Помню искреннее недоумение лейтенанта из Вальдброля, посмотревшего по телевидению демонстрацию коричневых в Москве — откуда эта дикая ненависть к иноплеменным у молодых людей, никогда не переживших войны? У таких же молодых, как он? Я клянусь, что во мне этого нет, говорил он, и я ему верил, верил его глазам. Мы касались самых больных вопросов нашей общей истории, и я видел, что за несколько десятков лет, при хорошем правительстве, многое можно сделать… Не всё, но многое.

Кажется, нам менее сочувствуют там, где своего Гитлера, Муссолини, Франко не было. Нам легче сойтись с теми, кто грешили — и покаялись, чем с пуританами. Место наше в старой Европе. Где в каждой стране — свои древние корни, и вместе с тем — есть общий, европейский дух. Оставляющий бесконечно много места для неповторимого испанского и французского, немецкого и английского, итальянского и греческого. Там и для русского есть угол.

Я не идеализирую ни Запада, ни Востока, ни России. Я всюду вижу толпы, бесконечно далекие от «своей», «собственной», «национальной» глубины. Я думаю, что всюду не просто сохранить глубину и подлинность в море поверхностных и пошлых страстей… И я ищу сближения с теми, кто живет на глубине — каким бы ни был национальный подступ к ней.

Впрочем, во Флоренции и толпа показалась мне одухотворенной.
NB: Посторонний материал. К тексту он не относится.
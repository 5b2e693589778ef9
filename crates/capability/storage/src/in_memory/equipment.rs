//! 设备配置内存实现

use crate::error::StorageError;
use crate::traits::EquipmentStore;
use domain::{Equipment, Meter};
use std::sync::RwLock;

/// 设备与表计配置内存存储
pub struct InMemoryEquipmentStore {
    equipment: RwLock<Vec<Equipment>>,
    meters: RwLock<Vec<Meter>>,
}

impl InMemoryEquipmentStore {
    pub fn new(equipment: Vec<Equipment>, meters: Vec<Meter>) -> Self {
        Self {
            equipment: RwLock::new(equipment),
            meters: RwLock::new(meters),
        }
    }

    /// 整体替换配置（下一周期生效）
    pub fn replace(&self, equipment: Vec<Equipment>, meters: Vec<Meter>) -> Result<(), StorageError> {
        *self
            .equipment
            .write()
            .map_err(|_| StorageError::new("lock failed"))? = equipment;
        *self
            .meters
            .write()
            .map_err(|_| StorageError::new("lock failed"))? = meters;
        Ok(())
    }
}

impl Default for InMemoryEquipmentStore {
    fn default() -> Self {
        Self::new(Vec::new(), Vec::new())
    }
}

#[async_trait::async_trait]
impl EquipmentStore for InMemoryEquipmentStore {
    async fn list_equipment(&self) -> Result<Vec<Equipment>, StorageError> {
        let equipment = self
            .equipment
            .read()
            .map_err(|_| StorageError::new("lock failed"))?;
        Ok(equipment.clone())
    }

    async fn find_equipment(&self, equipment_id: &str) -> Result<Option<Equipment>, StorageError> {
        let equipment = self
            .equipment
            .read()
            .map_err(|_| StorageError::new("lock failed"))?;
        Ok(equipment.iter().find(|item| item.id == equipment_id).cloned())
    }

    async fn list_meters(&self) -> Result<Vec<Meter>, StorageError> {
        let meters = self
            .meters
            .read()
            .map_err(|_| StorageError::new("lock failed"))?;
        Ok(meters.clone())
    }
}
//! Postgres 控制器状态实现

use super::parse_column;
use crate::error::StorageError;
use crate::models::EquipmentStateRecord;
use crate::traits::EquipmentStateStore;
use domain::{EquipmentState, OperatingState};
use sqlx::{PgConnection, PgPool, Row};

pub struct PgEquipmentStateStore {
    pub pool: PgPool,
}

impl PgEquipmentStateStore {
    pub fn new(pool: PgPool) -> Self {
        Self { pool }
    }
}

pub(crate) async fn insert_state(
    conn: &mut PgConnection,
    equipment_id: &str,
    state: &EquipmentState,
) -> Result<(), StorageError> {
    sqlx::query(
        "insert into equipment_states \
         (equipment_id, ts_ms, state, operation_code, status_words, discrete_inputs) \
         values ($1, $2, $3, $4, $5, $6)",
    )
    .bind(equipment_id)
    .bind(state.ts_ms)
    .bind(state.state.as_str())
    .bind(state.operation_code.map(i32::from))
    .bind(serde_json::to_string(&state.status_words)?)
    .bind(serde_json::to_string(&state.discrete_inputs)?)
    .execute(conn)
    .await?;
    Ok(())
}

#[async_trait::async_trait]
impl EquipmentStateStore for PgEquipmentStateStore {
    async fn write_state(
        &self,
        equipment_id: &str,
        state: &EquipmentState,
    ) -> Result<(), StorageError> {
        let mut conn = self.pool.acquire().await?;
        insert_state(&mut *conn, equipment_id, state).await
    }

    async fn latest_states(&self) -> Result<Vec<EquipmentStateRecord>, StorageError> {
        let rows = sqlx::query(
            "select distinct on (equipment_id) \
             equipment_id, ts_ms, state, operation_code, status_words, discrete_inputs \
             from equipment_states \
             order by equipment_id, ts_ms desc",
        )
        .fetch_all(&self.pool)
        .await?;
        let mut items = Vec::with_capacity(rows.len());
        for row in rows {
            let state: String = row.try_get("state")?;
            let operation_code: Option<i32> = row.try_get("operation_code")?;
            let status_words: String = row.try_get("status_words")?;
            let discrete_inputs: String = row.try_get("discrete_inputs")?;
            items.push(EquipmentStateRecord {
                equipment_id: row.try_get("equipment_id")?,
                state: EquipmentState {
                    ts_ms: row.try_get("ts_ms")?,
                    state: parse_column("state", &state, OperatingState::parse)?,
                    operation_code: operation_code.and_then(|code| u16::try_from(code).ok()),
                    status_words: serde_json::from_str(&status_words)?,
                    discrete_inputs: serde_json::from_str(&discrete_inputs)?,
                },
            });
        }
        Ok(items)
    }
}
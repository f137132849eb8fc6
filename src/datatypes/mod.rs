mod address;
mod param;

pub use address::DeviceAddress;
pub use param::{ParamKey, Parameter};
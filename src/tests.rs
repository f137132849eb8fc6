//! Integration tests for frame building, reply decoding, and the client

use crate::client::{Error, ErrorKind};
use crate::transport::TcpTransport;
use crate::RouterClient;
use std::time::Duration;
use tokio::io::{AsyncReadExt, AsyncWriteExt};
use tokio::net::TcpListener;

pub(crate) mod support {
    use crate::transport::Transport;
    use bytes::Bytes;
    use std::collections::VecDeque;
    use std::io;
    use std::sync::Mutex;

    /// Transport double that replays scripted replies and records every
    /// frame the client hands it, keeping queries and actions apart.
    pub(crate) struct ScriptedTransport {
        replies: Mutex<VecDeque<io::Result<Bytes>>>,
        requested: Mutex<Vec<String>>,
        sent: Mutex<Vec<String>>,
    }

    impl ScriptedTransport {
        pub(crate) fn new() -> Self {
            ScriptedTransport {
                replies: Mutex::new(VecDeque::new()),
                requested: Mutex::new(Vec::new()),
                sent: Mutex::new(Vec::new()),
            }
        }

        pub(crate) fn with_reply(raw: &str) -> Self {
            let transport = Self::new();
            transport.push_reply(raw);
            transport
        }

        pub(crate) fn with_error(error: io::Error) -> Self {
            let transport = Self::new();
            transport.replies.lock().unwrap().push_back(Err(error));
            transport
        }

        pub(crate) fn push_reply(&self, raw: &str) {
            self.replies
                .lock()
                .unwrap()
                .push_back(Ok(Bytes::copy_from_slice(raw.as_bytes())));
        }

        /// Frames that went through [`Transport::request`], in call order.
        pub(crate) fn requested_frames(&self) -> Vec<String> {
            self.requested.lock().unwrap().clone()
        }

        /// Frames that went through [`Transport::send`], in call order.
        pub(crate) fn sent_frames(&self) -> Vec<String> {
            self.sent.lock().unwrap().clone()
        }
    }

    impl Transport for ScriptedTransport {
        async fn request(&self, frame: &str) -> io::Result<Bytes> {
            self.requested.lock().unwrap().push(frame.to_string());
            self.replies.lock().unwrap().pop_front().unwrap_or_else(|| {
                Err(io::Error::new(
                    io::ErrorKind::UnexpectedEof,
                    "reply script exhausted",
                ))
            })
        }

        async fn send(&self, frame: &str) -> io::Result<()> {
            self.sent.lock().unwrap().push(frame.to_string());
            Ok(())
        }
    }
}

#[cfg(test)]
mod integration_tests {
    use super::support::ScriptedTransport;
    use super::*;

    fn client(transport: ScriptedTransport) -> RouterClient<ScriptedTransport> {
        RouterClient::with_transport(transport, 1, 2)
    }

    /// Accepts one connection, reads one frame, optionally answers, and
    /// returns what was read.
    async fn serve_one(listener: &TcpListener, reply: Option<&str>) -> String {
        let (mut socket, _) = listener.accept().await.unwrap();
        let mut buffer = Vec::new();
        let mut chunk = [0u8; 64];
        loop {
            let n = socket.read(&mut chunk).await.unwrap();
            buffer.extend_from_slice(&chunk[..n]);
            if n == 0 || buffer.contains(&b'#') {
                break;
            }
        }
        if let Some(reply) = reply {
            socket.write_all(reply.as_bytes()).await.unwrap();
        }
        String::from_utf8(buffer).unwrap()
    }

    #[tokio::test]
    async fn test_reply_payload_is_windowed_between_answer_and_terminator() {
        // The echoed parameters before '=' and anything after '#' are
        // routing noise as far as the payload is concerned.
        let scripted = client(ScriptedTransport::with_reply(
            "?V:1,C:103,G:17,B:1=5#trailing noise",
        ));
        let scene = scripted.query_last_scene_in_block(17, 1).await.unwrap();

        assert_eq!(scripted.transport().requested_frames(), [">V:1,C:103,G:17,B:1#"]);
        assert_eq!(scene, "5");
    }

    #[tokio::test]
    async fn test_empty_payloads_survive_as_empty_strings() {
        let scripted = client(ScriptedTransport::with_reply("?V:1,C:105,G:5=#"));
        let description = scripted.query_group_description(5).await.unwrap();

        assert_eq!(description, "");
    }

    #[tokio::test]
    async fn test_list_replies_keep_empty_segments() {
        let scripted = client(ScriptedTransport::with_reply("?V:1,C:101=1,,3#"));
        let clusters = scripted.query_clusters().await.unwrap();

        assert_eq!(clusters, ["1", "", "3"]);
    }

    #[tokio::test]
    async fn test_negative_time_zone_offsets_read_back_signed() {
        let scripted = client(ScriptedTransport::with_reply("?V:1,C:188=-18000#"));
        let offset = scripted.query_time_zone().await.unwrap();

        assert_eq!(offset, "-18000");
    }

    #[tokio::test]
    async fn test_device_survey_issues_one_frame_per_query() {
        let transport = ScriptedTransport::new();
        transport.push_reply("?V:1,C:104,@:1.2.1.63=1537#");
        transport.push_reply("?V:1,C:110,@:1.2.1.63=2#");
        transport.push_reply("?V:1,C:152,@:1.2.1.63=75#");

        let scripted = client(transport);
        let kind = scripted.query_device_type(1, 63).await.unwrap();
        let state = scripted.query_device_state(1, 63).await.unwrap();
        let level = scripted.query_load_level(1, 63).await.unwrap();

        assert_eq!((kind.as_str(), state.as_str(), level.as_str()), ("1537", "2", "75"));
        assert_eq!(
            scripted.transport().requested_frames(),
            [
                ">V:1,C:104,@:1.2.1.63#",
                ">V:1,C:110,@:1.2.1.63#",
                ">V:1,C:152,@:1.2.1.63#",
            ]
        );
    }

    #[tokio::test]
    async fn test_query_and_action_roundtrip_over_tcp() {
        let listener = TcpListener::bind("127.0.0.1:0").await.unwrap();
        let addr = listener.local_addr().unwrap();

        let server = tokio::spawn(async move {
            let query = serve_one(&listener, Some("?V:1,C:114,@:1.2.1.63=1#")).await;
            let action = serve_one(&listener, None).await;
            (query, action)
        });

        let tcp = RouterClient::with_transport(TcpTransport::new(addr), 1, 2);
        assert!(tcp.query_device_faulty(1, 63).await.unwrap());
        tcp.recall_scene_on_device(1, 63, 1, 1, 0).await.unwrap();

        let (query, action) = server.await.unwrap();
        assert_eq!(query, ">V:1,C:114,@:1.2.1.63#");
        assert_eq!(action, ">V:1,C:12,B:1,S:1,F:0,@:1.2.1.63#");
    }

    #[tokio::test]
    async fn test_router_silence_times_out_instead_of_answering() {
        let listener = TcpListener::bind("127.0.0.1:0").await.unwrap();
        let addr = listener.local_addr().unwrap();

        let server = tokio::spawn(async move {
            // Take the frame, then sit on the open socket without replying.
            let (mut socket, _) = listener.accept().await.unwrap();
            let mut chunk = [0u8; 64];
            let _ = socket.read(&mut chunk).await;
            tokio::time::sleep(Duration::from_millis(500)).await;
        });

        let transport = TcpTransport::new(addr).with_timeout(Duration::from_millis(50));
        let tcp = RouterClient::with_transport(transport, 1, 2);
        let err = tcp.query_device_disabled(1, 63).await.unwrap_err();

        assert_eq!(err.kind(), ErrorKind::Transport);
        match err {
            Error::Transport { source, .. } => {
                assert_eq!(source.kind(), std::io::ErrorKind::TimedOut);
            }
            other => panic!("expected a transport error, got {other:?}"),
        }
        server.abort();
    }
}
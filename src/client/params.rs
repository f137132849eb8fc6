// ABOUTME: Typed per-call parameter bag rendered against a command descriptor
// ABOUTME: Values stay in native types here; stringification happens at build time

use crate::datatypes::ParamKey;
use crate::macros::param_setters;

/// Parameters supplied by one client call.
///
/// Each command method fills exactly the fields its descriptor lists; the
/// frame builder then pulls them out by [`ParamKey`] in descriptor order.
/// An unset field the descriptor requires surfaces as a missing-parameter
/// error before any I/O happens.
#[derive(Clone, Debug, Default)]
pub(crate) struct CommandParams {
    address: Option<String>,
    group: Option<u16>,
    block: Option<u8>,
    scene: Option<u8>,
    fade: Option<u32>,
    level: Option<u8>,
    force: Option<bool>,
    time: Option<u64>,
    offset: Option<i64>,
    daylight: Option<bool>,
}

impl CommandParams {
    pub(crate) fn new() -> Self {
        Self::default()
    }

    param_setters! {
        address: String,
        group: u16,
        block: u8,
        scene: u8,
        fade: u32,
        level: u8,
        force: bool,
        time: u64,
        offset: i64,
        daylight: bool,
    }

    /// Returns the stringified value for `key`, if this call supplied one.
    pub(crate) fn value_for(&self, key: ParamKey) -> Option<String> {
        match key {
            ParamKey::Address => self.address.clone(),
            ParamKey::Group => self.group.map(|v| v.to_string()),
            ParamKey::Block => self.block.map(|v| v.to_string()),
            ParamKey::Scene => self.scene.map(|v| v.to_string()),
            ParamKey::FadeTime => self.fade.map(|v| v.to_string()),
            ParamKey::Level => self.level.map(|v| v.to_string()),
            ParamKey::ForceStore => self.force.map(flag),
            ParamKey::Time => self.time.map(|v| v.to_string()),
            ParamKey::TimeZone => self.offset.map(|v| v.to_string()),
            ParamKey::Daylight => self.daylight.map(flag),
            // Version and Command belong to the frame builder; the rest are
            // reply vocabulary no request ever carries.
            ParamKey::Version
            | ParamKey::Command
            | ParamKey::Proportion
            | ParamKey::Display
            | ParamKey::Latitude
            | ParamKey::Longitude
            | ParamKey::ConstantLight => None,
        }
    }
}

/// Wire spelling for boolean-valued parameters.
fn flag(value: bool) -> String {
    if value { "1" } else { "0" }.to_string()
}
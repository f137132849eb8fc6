// ABOUTME: Client module wiring the command table to a transport
// ABOUTME: Exports the router client and the error taxonomy for its operations

//! Router Client Module
//!
//! This module provides the high-level client surface. One method per
//! protocol command, with the following properties:
//!
//! * **Stateless calls** - each operation opens its own connection, so there
//!   is no session to manage and no connection to poison
//! * **Table-driven frames** - parameter order and reply shape come from the
//!   command table, never from per-method string formatting
//! * **Typed results** - boolean queries return `bool`, list queries return
//!   `Vec<String>`, everything else returns the payload text untouched
//! * **Closed errors** - every failure is an [`Error`] carrying the failed
//!   operation's name, with an [`ErrorKind`] for coarse matching
//!
//! ## Quick Start
//!
//! ```rust,no_run
//! use helvarnet::{RouterClient, DEFAULT_PORT};
//! use std::net::Ipv4Addr;
//!
//! # async fn example() -> helvarnet::Result<()> {
//! let client = RouterClient::new(Ipv4Addr::new(10, 254, 1, 2), DEFAULT_PORT);
//!
//! // Look around
//! let clusters = client.query_clusters().await?;
//! println!("reachable clusters: {clusters:?}");
//!
//! // Bring up scene 4 of block 1 on group 17 over three seconds
//! client.recall_scene_on_group(17, 1, 4, 300).await?;
//!
//! // Health-check one fixture
//! if client.query_device_faulty(1, 63).await? {
//!     println!("fixture 1.63 reports a fault");
//! }
//! # Ok(())
//! # }
//! ```

pub mod error;
mod params;
mod router;

pub use error::{Error, ErrorKind, Result};
pub use router::RouterClient;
Не знаю, было ли это независимо от моего чувства или окрашено оглушенностью и подхваченностью красотой; меня захватывает красота камня, а во Флоренции ее столько, что хватило бы удвоить число шедевров по всей России. Концентрация красоты на этих узеньких улочках приводила меня в состояние легкого экстаза, словно я пил не чай, а чифирь. И мне казалось, что толпа захвачена тем же. Дважды я заходил в одну из церквей и сидел там по часу, а толпы, стихая, переступив церковный порог, проходили мимо. Вот стайка девушек в лосинах остановилась в одном из приделов и вдруг, встав на колени, помолилась… Потом вспорхнули — и дальше, на улицы, на солнце. Меня захватывала эта открытость церкви, это отсутствие незримой черты, отделяющей суровую веру от мирской легкомысленной радости. В церкви ничто не принуждало молиться, мне просто хотелось молиться, и я молился. Это впечатление потом вспоминалось в Барселоне, на бесплатных концертах, которые устраивались в тамошних церквах, и на богослужениях, где звучал тот же орган.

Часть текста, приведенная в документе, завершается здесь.